- **What the exercise asks**:
Give back every record exactly as written.

Input records START

use crate::adjacency::AdjacencyAccumulator;
#[cfg(feature = "parallel")]
use crate::scan::parallel;
#[cfg(feature = "serial")]
use crate::scan::serial;
use crate::union_find::LabelLut;
use crate::validation::SeedValidator;
use crate::{LabelImage, LabelStats, MergeError, MergeParams};
use num_traits::Float;
use std::collections::BTreeSet;

/// The small-region merging algorithm in Rust. Generic over floating point
/// numeric types.
///
/// Cleans up an over-segmented label image by repeatedly absorbing regions
/// below a size threshold into their closest 4-connected neighbour, where
/// closeness is the distance between the regions' mean feature vectors. One
/// full-image pass is run per size threshold from 1 up to (but excluding)
/// the configured minimum region size, so regions grow monotonically and
/// every region of the output reaches the minimum size unless it has no
/// neighbours at all.
#[derive(Debug, Clone, PartialEq)]
pub struct SmallRegionMerger<'a, T> {
    image: &'a LabelImage,
    stats: LabelStats<T>,
    params: MergeParams,
}

/// The outcome of a merge run: the relabelled image, in which every pixel
/// carries the canonical label of its merged region, and the final
/// statistics of those regions for downstream reporting.
#[derive(Debug, Clone, PartialEq)]
pub struct MergedRegions<T> {
    labels: LabelImage,
    stats: LabelStats<T>,
}

impl<T> MergedRegions<T> {
    /// The relabelled image. Identical in dimensions to the input; every
    /// pixel's label is the canonical label of the region that absorbed it.
    pub fn labels(&self) -> &LabelImage {
        &self.labels
    }

    /// Final per-label statistics. Absorbed labels remain in the table with
    /// a population of zero.
    pub fn stats(&self) -> &LabelStats<T> {
        &self.stats
    }

    pub fn into_parts(self) -> (LabelImage, LabelStats<T>) {
        (self.labels, self.stats)
    }
}

impl<'a, T: Float> SmallRegionMerger<'a, T> {
    /// Creates an instance of the small-region merger using a custom
    /// parameter configuration.
    ///
    /// # Parameters
    /// * `image` - a reference to the label image to clean up.
    /// * `stats` - the seeded per-label statistics (population and mean
    ///             feature vector per label), as produced by the upstream
    ///             segmentation or by `LabelStats::from_pixel_features`.
    /// * `params` - the merge parameter configuration.
    ///
    /// # Returns
    /// * The small-region merger instance.
    ///
    /// # Examples
    /// ```
    ///use region_merging::{
    ///    DistanceMetric, LabelImage, LabelStats, MergeParams, SmallRegionMerger,
    ///};
    ///
    ///let image = LabelImage::new(2, 2, vec![0, 0, 0, 1]).unwrap();
    ///let stats = LabelStats::new(vec![3, 1], vec![vec![1.0], vec![5.0]]).unwrap();
    ///let params = MergeParams::builder()
    ///    .min_size(2)
    ///    .dist_metric(DistanceMetric::Manhattan)
    ///    .build();
    ///let merger = SmallRegionMerger::new(&image, stats, params);
    /// ```
    pub fn new(image: &'a LabelImage, stats: LabelStats<T>, params: MergeParams) -> Self {
        SmallRegionMerger {
            image,
            stats,
            params,
        }
    }

    /// Creates an instance of the small-region merger using the default
    /// parameters.
    ///
    /// # Parameters
    /// * `image` - a reference to the label image to clean up.
    /// * `stats` - the seeded per-label statistics.
    ///
    /// # Returns
    /// * The small-region merger instance.
    pub fn default_params(image: &'a LabelImage, stats: LabelStats<T>) -> Self {
        SmallRegionMerger::new(image, stats, MergeParams::default())
    }

    /// Merges the small regions of the label image passed to the
    /// constructor, scanning the raster single threaded.
    ///
    /// # Returns
    /// * A result that, if successful, contains the relabelled image and the
    ///   final region statistics. An error will be returned if the image is
    ///   empty, if a pixel carries a label that was never seeded, or if the
    ///   seeded mean vectors have mismatched dimensions.
    ///
    /// # Examples
    /// ```
    ///use region_merging::{LabelImage, LabelStats, MergeParams, SmallRegionMerger};
    ///
    ///let image = LabelImage::new(2, 2, vec![0, 0, 0, 1]).unwrap();
    ///let stats = LabelStats::new(vec![3, 1], vec![vec![1.0], vec![5.0]]).unwrap();
    ///let params = MergeParams::builder().min_size(2).build();
    ///let merger = SmallRegionMerger::new(&image, stats, params);
    ///let merged = merger.merge().unwrap();
    ///assert_eq!(&[0, 0, 0, 0], merged.labels().labels());
    ///assert_eq!(4, merged.stats().population(0).unwrap());
    /// ```
    #[cfg(feature = "serial")]
    pub fn merge(&self) -> Result<MergedRegions<T>, MergeError> {
        SeedValidator::new(self.image, &self.stats).validate_seed()?;
        self.run(serial::scan)
    }

    fn run(
        &self,
        scan: impl Fn(&LabelImage, &LabelStats<T>, &LabelLut, usize) -> AdjacencyAccumulator,
    ) -> Result<MergedRegions<T>, MergeError> {
        let mut stats = self.stats.clone();
        let mut lut = LabelLut::new(stats.n_labels());

        for threshold in 1..self.params.min_size {
            let adjacency = scan(self.image, &stats, &lut, threshold);
            self.reduce(&adjacency, &stats, &mut lut);
            lut.flatten();
            // Ascending order plus the smaller-root union policy folds every
            // label's mass into its root exactly once, even through
            // multi-hop chains.
            for label in 0..lut.len() {
                let canonical = lut.find(label);
                if canonical != label {
                    stats.merge(canonical, label)?;
                }
            }
        }

        let labels = self
            .image
            .labels()
            .iter()
            .map(|&label| lut.find(label))
            .collect();
        Ok(MergedRegions {
            labels: LabelImage::from_parts(self.image.width(), self.image.height(), labels),
            stats,
        })
    }

    /// Resolves every small label recorded during the scan to its closest
    /// neighbour and merges the two in the union-find table. Small labels
    /// with an empty neighbour set are skipped; they may merge in a later
    /// pass, or never, if truly isolated.
    fn reduce(&self, adjacency: &AdjacencyAccumulator, stats: &LabelStats<T>, lut: &mut LabelLut) {
        for (label, neighbours) in adjacency.iter() {
            if let Some(closest) = self.closest_neighbour(label, neighbours, stats) {
                lut.union(label, closest);
            }
        }
    }

    /// The neighbour whose mean feature vector is closest to the small
    /// label's own. Neighbour sets iterate in ascending label order and only
    /// a strictly smaller distance displaces the current winner, so ties
    /// always resolve to the smallest label.
    fn closest_neighbour(
        &self,
        label: usize,
        neighbours: &BTreeSet<usize>,
        stats: &LabelStats<T>,
    ) -> Option<usize> {
        let mean = stats.mean_of(label);
        let mut closest: Option<(T, usize)> = None;
        for &neighbour in neighbours {
            let distance = self
                .params
                .dist_metric
                .calc_dist(mean, stats.mean_of(neighbour));
            match closest {
                Some((proximity, _)) if distance >= proximity => {}
                _ => closest = Some((distance, neighbour)),
            }
        }
        closest.map(|(_, neighbour)| neighbour)
    }
}

#[cfg(feature = "parallel")]
impl<'a, T: Float + Send + Sync> SmallRegionMerger<'a, T> {
    /// Merges the small regions of the label image passed to the
    /// constructor, scanning the raster in parallel with one tile of rows
    /// per thread. The reduction and relabelling phases are single threaded
    /// either way, and the output is identical to `merge`.
    ///
    /// # Returns
    /// * A result that, if successful, contains the relabelled image and the
    ///   final region statistics. An error will be returned if the image is
    ///   empty, if a pixel carries a label that was never seeded, or if the
    ///   seeded mean vectors have mismatched dimensions.
    pub fn merge_par(&self) -> Result<MergedRegions<T>, MergeError> {
        SeedValidator::new(self.image, &self.stats).validate_seed()?;
        self.run(parallel::scan)
    }
}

Input records END

- **Solution for this task**:
use crate::adjacency::AdjacencyAccumulator;
#[cfg(feature = "parallel")]
use crate::scan::parallel;
#[cfg(feature = "serial")]
use crate::scan::serial;
use crate::union_find::LabelLut;
use crate::validation::SeedValidator;
use crate::{LabelImage, LabelStats, MergeError, MergeParams};
use num_traits::Float;
use std::collections::BTreeSet;

/// The small-region merging algorithm in Rust. Generic over floating point
/// numeric types.
///
/// Cleans up an over-segmented label image by repeatedly absorbing regions
/// below a size threshold into their closest 4-connected neighbour, where
/// closeness is the distance between the regions' mean feature vectors. One
/// full-image pass is run per size threshold from 1 up to (but excluding)
/// the configured minimum region size, so regions grow monotonically and
/// every region of the output reaches the minimum size unless it has no
/// neighbours at all.
#[derive(Debug, Clone, PartialEq)]
pub struct SmallRegionMerger<'a, T> {
    image: &'a LabelImage,
    stats: LabelStats<T>,
    params: MergeParams,
}

/// The outcome of a merge run: the relabelled image, in which every pixel
/// carries the canonical label of its merged region, and the final
/// statistics of those regions for downstream reporting.
#[derive(Debug, Clone, PartialEq)]
pub struct MergedRegions<T> {
    labels: LabelImage,
    stats: LabelStats<T>,
}

impl<T> MergedRegions<T> {
    /// The relabelled image. Identical in dimensions to the input; every
    /// pixel's label is the canonical label of the region that absorbed it.
    pub fn labels(&self) -> &LabelImage {
        &self.labels
    }

    /// Final per-label statistics. Absorbed labels remain in the table with
    /// a population of zero.
    pub fn stats(&self) -> &LabelStats<T> {
        &self.stats
    }

    pub fn into_parts(self) -> (LabelImage, LabelStats<T>) {
        (self.labels, self.stats)
    }
}

impl<'a, T: Float> SmallRegionMerger<'a, T> {
    /// Creates an instance of the small-region merger using a custom
    /// parameter configuration.
    ///
    /// # Parameters
    /// * `image` - a reference to the label image to clean up.
    /// * `stats` - the seeded per-label statistics (population and mean
    ///             feature vector per label), as produced by the upstream
    ///             segmentation or by `LabelStats::from_pixel_features`.
    /// * `params` - the merge parameter configuration.
    ///
    /// # Returns
    /// * The small-region merger instance.
    ///
    /// # Examples
    /// ```
    ///use region_merging::{
    ///    DistanceMetric, LabelImage, LabelStats, MergeParams, SmallRegionMerger,
    ///};
    ///
    ///let image = LabelImage::new(2, 2, vec![0, 0, 0, 1]).unwrap();
    ///let stats = LabelStats::new(vec![3, 1], vec![vec![1.0], vec![5.0]]).unwrap();
    ///let params = MergeParams::builder()
    ///    .min_size(2)
    ///    .dist_metric(DistanceMetric::Manhattan)
    ///    .build();
    ///let merger = SmallRegionMerger::new(&image, stats, params);
    /// ```
    pub fn new(image: &'a LabelImage, stats: LabelStats<T>, params: MergeParams) -> Self {
        SmallRegionMerger {
            image,
            stats,
            params,
        }
    }

    /// Creates an instance of the small-region merger using the default
    /// parameters.
    ///
    /// # Parameters
    /// * `image` - a reference to the label image to clean up.
    /// * `stats` - the seeded per-label statistics.
    ///
    /// # Returns
    /// * The small-region merger instance.
    pub fn default_params(image: &'a LabelImage, stats: LabelStats<T>) -> Self {
        SmallRegionMerger::new(image, stats, MergeParams::default())
    }

    /// Merges the small regions of the label image passed to the
    /// constructor, scanning the raster single threaded.
    ///
    /// # Returns
    /// * A result that, if successful, contains the relabelled image and the
    ///   final region statistics. An error will be returned if the image is
    ///   empty, if a pixel carries a label that was never seeded, or if the
    ///   seeded mean vectors have mismatched dimensions.
    ///
    /// # Examples
    /// ```
    ///use region_merging::{LabelImage, LabelStats, MergeParams, SmallRegionMerger};
    ///
    ///let image = LabelImage::new(2, 2, vec![0, 0, 0, 1]).unwrap();
    ///let stats = LabelStats::new(vec![3, 1], vec![vec![1.0], vec![5.0]]).unwrap();
    ///let params = MergeParams::builder().min_size(2).build();
    ///let merger = SmallRegionMerger::new(&image, stats, params);
    ///let merged = merger.merge().unwrap();
    ///assert_eq!(&[0, 0, 0, 0], merged.labels().labels());
    ///assert_eq!(4, merged.stats().population(0).unwrap());
    /// ```
    #[cfg(feature = "serial")]
    pub fn merge(&self) -> Result<MergedRegions<T>, MergeError> {
        SeedValidator::new(self.image, &self.stats).validate_seed()?;
        self.run(serial::scan)
    }

    fn run(
        &self,
        scan: impl Fn(&LabelImage, &LabelStats<T>, &LabelLut, usize) -> AdjacencyAccumulator,
    ) -> Result<MergedRegions<T>, MergeError> {
        let mut stats = self.stats.clone();
        let mut lut = LabelLut::new(stats.n_labels());

        for threshold in 1..self.params.min_size {
            let adjacency = scan(self.image, &stats, &lut, threshold);
            self.reduce(&adjacency, &stats, &mut lut);
            lut.flatten();
            // Ascending order plus the smaller-root union policy folds every
            // label's mass into its root exactly once, even through
            // multi-hop chains.
            for label in 0..lut.len() {
                let canonical = lut.find(label);
                if canonical != label {
                    stats.merge(canonical, label)?;
                }
            }
        }

        let labels = self
            .image
            .labels()
            .iter()
            .map(|&label| lut.find(label))
            .collect();
        Ok(MergedRegions {
            labels: LabelImage::from_parts(self.image.width(), self.image.height(), labels),
            stats,
        })
    }

    /// Resolves every small label recorded during the scan to its closest
    /// neighbour and merges the two in the union-find table. Small labels
    /// with an empty neighbour set are skipped; they may merge in a later
    /// pass, or never, if truly isolated.
    fn reduce(&self, adjacency: &AdjacencyAccumulator, stats: &LabelStats<T>, lut: &mut LabelLut) {
        for (label, neighbours) in adjacency.iter() {
            if let Some(closest) = self.closest_neighbour(label, neighbours, stats) {
                lut.union(label, closest);
            }
        }
    }

    /// The neighbour whose mean feature vector is closest to the small
    /// label's own. Neighbour sets iterate in ascending label order and only
    /// a strictly smaller distance displaces the current winner, so ties
    /// always resolve to the smallest label.
    fn closest_neighbour(
        &self,
        label: usize,
        neighbours: &BTreeSet<usize>,
        stats: &LabelStats<T>,
    ) -> Option<usize> {
        let mean = stats.mean_of(label);
        let mut closest: Option<(T, usize)> = None;
        for &neighbour in neighbours {
            let distance = self
                .params
                .dist_metric
                .calc_dist(mean, stats.mean_of(neighbour));
            match closest {
                Some((proximity, _)) if distance >= proximity => {}
                _ => closest = Some((distance, neighbour)),
            }
        }
        closest.map(|(_, neighbour)| neighbour)
    }
}

#[cfg(feature = "parallel")]
impl<'a, T: Float + Send + Sync> SmallRegionMerger<'a, T> {
    /// Merges the small regions of the label image passed to the
    /// constructor, scanning the raster in parallel with one tile of rows
    /// per thread. The reduction and relabelling phases are single threaded
    /// either way, and the output is identical to `merge`.
    ///
    /// # Returns
    /// * A result that, if successful, contains the relabelled image and the
    ///   final region statistics. An error will be returned if the image is
    ///   empty, if a pixel carries a label that was never seeded, or if the
    ///   seeded mean vectors have mismatched dimensions.
    pub fn merge_par(&self) -> Result<MergedRegions<T>, MergeError> {
        SeedValidator::new(self.image, &self.stats).validate_seed()?;
        self.run(parallel::scan)
    }
}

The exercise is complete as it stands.